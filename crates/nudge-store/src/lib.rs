//! Nudge Store - the Agreement repository
//!
//! Durable keyed storage for Agreement records, reduced to the contract the
//! lifecycle engine actually needs: create, point read by id, and an atomic
//! per-id read-modify-write update.
//!
//! # Atomicity contract
//!
//! `update` applies its mutation while holding that agreement's entry lock.
//! Two near-simultaneous actions on one id are serialized (each sees the
//! other's completed write) while actions on different ids proceed in
//! parallel with no shared locking. A mutation that returns an error leaves
//! the stored record untouched.

use async_trait::async_trait;
use dashmap::DashMap;
use tracing::info;

use nudge_types::{Agreement, AgreementId, NudgeError, Result};

/// A mutation applied to one agreement under its entry lock
pub type MutateFn = Box<dyn FnOnce(&mut Agreement) -> Result<()> + Send>;

/// Repository contract for Agreement records
#[async_trait]
pub trait AgreementStore: Send + Sync {
    /// Store a newly created agreement. The id must be unused.
    async fn create(&self, agreement: Agreement) -> Result<()>;

    /// Point read by id
    async fn get(&self, id: &AgreementId) -> Result<Agreement>;

    /// Atomic read-modify-write on one agreement.
    ///
    /// Returns the record as it stands after the mutation. If the mutation
    /// fails the stored record is left unchanged and the error is returned.
    async fn update(&self, id: &AgreementId, mutate: MutateFn) -> Result<Agreement>;

    /// Most recently created agreements, newest first
    async fn recent(&self, limit: usize) -> Result<Vec<Agreement>>;
}

/// In-memory store keyed by agreement id.
///
/// Entry-level locking via `DashMap` provides the per-id serialization the
/// repository contract requires; state does not survive a process restart,
/// which is acceptable only behind the `AgreementStore` seam.
#[derive(Default)]
pub struct MemoryStore {
    agreements: DashMap<AgreementId, Agreement>,
}

impl MemoryStore {
    /// Create an empty store
    pub fn new() -> Self {
        Self {
            agreements: DashMap::new(),
        }
    }

    /// Number of stored agreements
    pub fn len(&self) -> usize {
        self.agreements.len()
    }

    /// Whether the store is empty
    pub fn is_empty(&self) -> bool {
        self.agreements.is_empty()
    }
}

#[async_trait]
impl AgreementStore for MemoryStore {
    async fn create(&self, agreement: Agreement) -> Result<()> {
        let id = agreement.id;
        match self.agreements.entry(id) {
            dashmap::mapref::entry::Entry::Occupied(_) => Err(NudgeError::storage(format!(
                "agreement {id} already exists"
            ))),
            dashmap::mapref::entry::Entry::Vacant(slot) => {
                slot.insert(agreement);
                info!(agreement_id = %id, "agreement stored");
                Ok(())
            }
        }
    }

    async fn get(&self, id: &AgreementId) -> Result<Agreement> {
        self.agreements
            .get(id)
            .map(|entry| entry.value().clone())
            .ok_or_else(|| NudgeError::not_found(id))
    }

    async fn update(&self, id: &AgreementId, mutate: MutateFn) -> Result<Agreement> {
        // The guard holds the entry's shard lock for the whole mutation.
        // Mutate a scratch copy so an errored mutation cannot leave a
        // partially written record behind.
        let mut entry = self
            .agreements
            .get_mut(id)
            .ok_or_else(|| NudgeError::not_found(id))?;
        let mut draft = entry.value().clone();
        mutate(&mut draft)?;
        *entry.value_mut() = draft.clone();
        Ok(draft)
    }

    async fn recent(&self, limit: usize) -> Result<Vec<Agreement>> {
        let mut all: Vec<Agreement> = self
            .agreements
            .iter()
            .map(|entry| entry.value().clone())
            .collect();
        all.sort_by(|a, b| b.created_at.cmp(&a.created_at));
        all.truncate(limit);
        Ok(all)
    }
}

#[cfg(test)]
mod tests {
    use super::*;
    use chrono::{Duration, Utc};
    use nudge_types::{CapabilityToken, Side};
    use std::sync::Arc;

    fn agreement() -> Agreement {
        Agreement {
            id: AgreementId::new(),
            title: "Test".to_string(),
            action: "Do the thing".to_string(),
            deadline_minutes: 60,
            stake_a: 10.0,
            stake_b: 0.0,
            winner: Side::A,
            created_at: Utc::now(),
            accepted_a: false,
            accepted_b: false,
            outcome_a: None,
            outcome_b: None,
            ended_early_at: None,
            token_a: CapabilityToken::generate(),
            token_b: CapabilityToken::generate(),
        }
    }

    #[tokio::test]
    async fn test_create_and_get() {
        let store = MemoryStore::new();
        let a = agreement();
        let id = a.id;

        store.create(a).await.unwrap();
        let fetched = store.get(&id).await.unwrap();
        assert_eq!(fetched.id, id);
        assert_eq!(fetched.title, "Test");
    }

    #[tokio::test]
    async fn test_get_unknown_is_not_found() {
        let store = MemoryStore::new();
        let err = store.get(&AgreementId::new()).await.unwrap_err();
        assert!(matches!(err, NudgeError::AgreementNotFound { .. }));
    }

    #[tokio::test]
    async fn test_duplicate_create_rejected() {
        let store = MemoryStore::new();
        let a = agreement();
        store.create(a.clone()).await.unwrap();
        let err = store.create(a).await.unwrap_err();
        assert!(matches!(err, NudgeError::Storage { .. }));
    }

    #[tokio::test]
    async fn test_update_applies_mutation() {
        let store = MemoryStore::new();
        let a = agreement();
        let id = a.id;
        store.create(a).await.unwrap();

        let updated = store
            .update(
                &id,
                Box::new(|a| {
                    a.set_accepted(Side::A);
                    Ok(())
                }),
            )
            .await
            .unwrap();

        assert!(updated.accepted_a);
        assert!(store.get(&id).await.unwrap().accepted_a);
    }

    #[tokio::test]
    async fn test_failed_mutation_leaves_record_unchanged() {
        let store = MemoryStore::new();
        let a = agreement();
        let id = a.id;
        store.create(a).await.unwrap();

        let err = store
            .update(&id, Box::new(|_| Err(NudgeError::storage("boom"))))
            .await
            .unwrap_err();
        assert!(matches!(err, NudgeError::Storage { .. }));
        assert!(!store.get(&id).await.unwrap().accepted_a);
    }

    #[tokio::test]
    async fn test_concurrent_updates_are_serialized() {
        let store = Arc::new(MemoryStore::new());
        let a = agreement();
        let id = a.id;
        store.create(a).await.unwrap();

        let mut handles = Vec::new();
        for _ in 0..32 {
            let store = Arc::clone(&store);
            handles.push(tokio::spawn(async move {
                store
                    .update(
                        &id,
                        Box::new(|a| {
                            // Abuse deadline_minutes as a counter to detect
                            // lost updates.
                            a.deadline_minutes += 1;
                            Ok(())
                        }),
                    )
                    .await
                    .unwrap();
            }));
        }
        for handle in handles {
            handle.await.unwrap();
        }

        assert_eq!(store.get(&id).await.unwrap().deadline_minutes, 60 + 32);
    }

    #[tokio::test]
    async fn test_recent_is_newest_first() {
        let store = MemoryStore::new();
        let mut first = agreement();
        first.created_at = Utc::now() - Duration::minutes(5);
        let mut second = agreement();
        second.created_at = Utc::now();
        let newest = second.id;

        store.create(first).await.unwrap();
        store.create(second).await.unwrap();

        let recent = store.recent(10).await.unwrap();
        assert_eq!(recent.len(), 2);
        assert_eq!(recent[0].id, newest);

        let capped = store.recent(1).await.unwrap();
        assert_eq!(capped.len(), 1);
    }
}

========================================

Within the records, count the lines that include the word "Send". Answer with the number only.

2